> [WHAT THE TASK REQUIRES] Show every line of the data where the word "Clone" can be found.

::: DATA

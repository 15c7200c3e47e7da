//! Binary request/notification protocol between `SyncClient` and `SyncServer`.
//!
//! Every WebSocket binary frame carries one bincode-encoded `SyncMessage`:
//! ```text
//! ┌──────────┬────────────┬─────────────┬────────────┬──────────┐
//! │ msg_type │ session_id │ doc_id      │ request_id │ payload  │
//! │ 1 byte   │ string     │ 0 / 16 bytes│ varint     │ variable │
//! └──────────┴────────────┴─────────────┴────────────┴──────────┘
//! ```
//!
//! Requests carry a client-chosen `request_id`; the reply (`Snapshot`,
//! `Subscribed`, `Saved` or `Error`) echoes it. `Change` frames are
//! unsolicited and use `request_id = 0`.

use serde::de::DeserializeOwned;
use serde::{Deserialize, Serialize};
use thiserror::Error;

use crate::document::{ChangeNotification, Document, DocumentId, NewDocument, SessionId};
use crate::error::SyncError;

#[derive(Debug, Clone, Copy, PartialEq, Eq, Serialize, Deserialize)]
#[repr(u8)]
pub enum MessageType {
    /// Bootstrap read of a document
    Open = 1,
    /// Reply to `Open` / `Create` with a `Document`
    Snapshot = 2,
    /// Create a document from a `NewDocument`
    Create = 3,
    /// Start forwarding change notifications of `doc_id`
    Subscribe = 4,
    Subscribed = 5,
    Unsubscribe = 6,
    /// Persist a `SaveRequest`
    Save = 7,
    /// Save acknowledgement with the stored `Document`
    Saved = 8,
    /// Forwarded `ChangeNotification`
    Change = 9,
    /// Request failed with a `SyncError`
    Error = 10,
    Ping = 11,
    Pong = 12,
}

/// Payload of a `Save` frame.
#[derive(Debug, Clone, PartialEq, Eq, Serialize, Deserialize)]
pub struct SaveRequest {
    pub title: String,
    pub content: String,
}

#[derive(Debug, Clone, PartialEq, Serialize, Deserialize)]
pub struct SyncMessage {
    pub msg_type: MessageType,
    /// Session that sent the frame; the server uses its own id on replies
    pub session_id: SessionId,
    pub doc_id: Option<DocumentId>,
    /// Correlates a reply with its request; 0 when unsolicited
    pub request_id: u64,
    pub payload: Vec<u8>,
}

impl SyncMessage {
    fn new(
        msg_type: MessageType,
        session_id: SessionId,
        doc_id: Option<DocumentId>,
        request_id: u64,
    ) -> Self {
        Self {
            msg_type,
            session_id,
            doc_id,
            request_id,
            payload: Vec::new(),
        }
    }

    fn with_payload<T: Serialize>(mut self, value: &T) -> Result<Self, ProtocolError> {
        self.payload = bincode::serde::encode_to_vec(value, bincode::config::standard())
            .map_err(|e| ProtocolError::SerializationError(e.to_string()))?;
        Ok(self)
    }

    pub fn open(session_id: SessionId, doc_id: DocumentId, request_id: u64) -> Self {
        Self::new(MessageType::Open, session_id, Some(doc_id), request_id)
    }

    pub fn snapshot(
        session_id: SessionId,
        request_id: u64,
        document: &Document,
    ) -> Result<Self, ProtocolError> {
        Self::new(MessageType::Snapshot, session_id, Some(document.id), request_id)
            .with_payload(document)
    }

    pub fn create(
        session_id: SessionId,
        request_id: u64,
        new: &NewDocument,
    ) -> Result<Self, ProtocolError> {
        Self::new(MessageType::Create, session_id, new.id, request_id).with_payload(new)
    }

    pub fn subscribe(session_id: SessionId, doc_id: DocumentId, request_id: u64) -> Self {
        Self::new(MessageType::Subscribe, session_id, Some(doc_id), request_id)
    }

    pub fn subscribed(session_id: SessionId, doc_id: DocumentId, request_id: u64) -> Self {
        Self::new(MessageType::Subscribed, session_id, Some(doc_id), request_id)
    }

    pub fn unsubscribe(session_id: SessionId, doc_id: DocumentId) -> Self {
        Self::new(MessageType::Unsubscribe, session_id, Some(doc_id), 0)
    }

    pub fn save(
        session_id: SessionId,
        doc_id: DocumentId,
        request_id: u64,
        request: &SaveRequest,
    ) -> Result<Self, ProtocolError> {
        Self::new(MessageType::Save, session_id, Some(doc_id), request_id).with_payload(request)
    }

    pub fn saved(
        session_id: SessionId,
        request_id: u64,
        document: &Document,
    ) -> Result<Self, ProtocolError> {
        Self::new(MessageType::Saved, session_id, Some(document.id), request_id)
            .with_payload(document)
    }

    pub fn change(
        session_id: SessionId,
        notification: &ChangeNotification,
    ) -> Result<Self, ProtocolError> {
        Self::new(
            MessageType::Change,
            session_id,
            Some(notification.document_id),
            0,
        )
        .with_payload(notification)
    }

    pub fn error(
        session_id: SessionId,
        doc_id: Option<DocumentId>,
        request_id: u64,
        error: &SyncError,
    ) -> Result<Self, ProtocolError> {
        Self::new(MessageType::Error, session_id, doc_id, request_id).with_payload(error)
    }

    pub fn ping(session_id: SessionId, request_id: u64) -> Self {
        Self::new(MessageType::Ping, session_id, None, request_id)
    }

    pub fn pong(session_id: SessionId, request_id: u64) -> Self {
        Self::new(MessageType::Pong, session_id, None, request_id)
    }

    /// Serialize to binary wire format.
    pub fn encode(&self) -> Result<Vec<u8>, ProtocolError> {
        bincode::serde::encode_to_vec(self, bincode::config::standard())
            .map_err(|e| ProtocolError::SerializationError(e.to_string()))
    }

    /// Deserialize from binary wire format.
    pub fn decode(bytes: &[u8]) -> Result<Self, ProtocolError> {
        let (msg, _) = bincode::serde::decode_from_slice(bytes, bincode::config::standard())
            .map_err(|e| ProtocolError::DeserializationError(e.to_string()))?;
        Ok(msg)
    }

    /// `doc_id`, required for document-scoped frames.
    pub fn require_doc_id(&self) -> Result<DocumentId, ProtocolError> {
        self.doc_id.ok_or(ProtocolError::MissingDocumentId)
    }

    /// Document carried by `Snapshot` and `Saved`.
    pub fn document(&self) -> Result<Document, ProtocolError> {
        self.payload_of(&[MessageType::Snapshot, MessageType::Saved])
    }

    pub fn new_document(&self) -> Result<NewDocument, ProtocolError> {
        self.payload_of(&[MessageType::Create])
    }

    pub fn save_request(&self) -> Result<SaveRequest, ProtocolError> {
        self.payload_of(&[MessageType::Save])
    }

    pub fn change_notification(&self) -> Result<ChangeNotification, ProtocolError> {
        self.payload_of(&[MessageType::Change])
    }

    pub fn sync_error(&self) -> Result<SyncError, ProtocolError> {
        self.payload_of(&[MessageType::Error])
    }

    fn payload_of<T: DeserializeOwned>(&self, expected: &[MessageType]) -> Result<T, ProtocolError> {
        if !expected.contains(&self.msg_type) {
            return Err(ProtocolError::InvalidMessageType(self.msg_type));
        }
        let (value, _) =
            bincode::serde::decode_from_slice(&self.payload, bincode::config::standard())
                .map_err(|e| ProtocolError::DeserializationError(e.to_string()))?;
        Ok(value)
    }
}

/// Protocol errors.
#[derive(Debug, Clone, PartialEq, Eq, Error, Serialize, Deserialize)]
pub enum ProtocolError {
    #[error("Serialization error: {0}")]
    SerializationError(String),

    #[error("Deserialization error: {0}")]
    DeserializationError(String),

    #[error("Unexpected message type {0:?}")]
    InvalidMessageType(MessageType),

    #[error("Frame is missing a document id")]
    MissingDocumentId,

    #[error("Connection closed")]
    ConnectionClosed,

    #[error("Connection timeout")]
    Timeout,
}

::::::

> [EXERCISE SOLUTION]
#[derive(Debug, Clone, Copy, PartialEq, Eq, Serialize, Deserialize)]
#[derive(Debug, Clone, PartialEq, Eq, Serialize, Deserialize)]
#[derive(Debug, Clone, PartialEq, Serialize, Deserialize)]
#[derive(Debug, Clone, PartialEq, Eq, Error, Serialize, Deserialize)]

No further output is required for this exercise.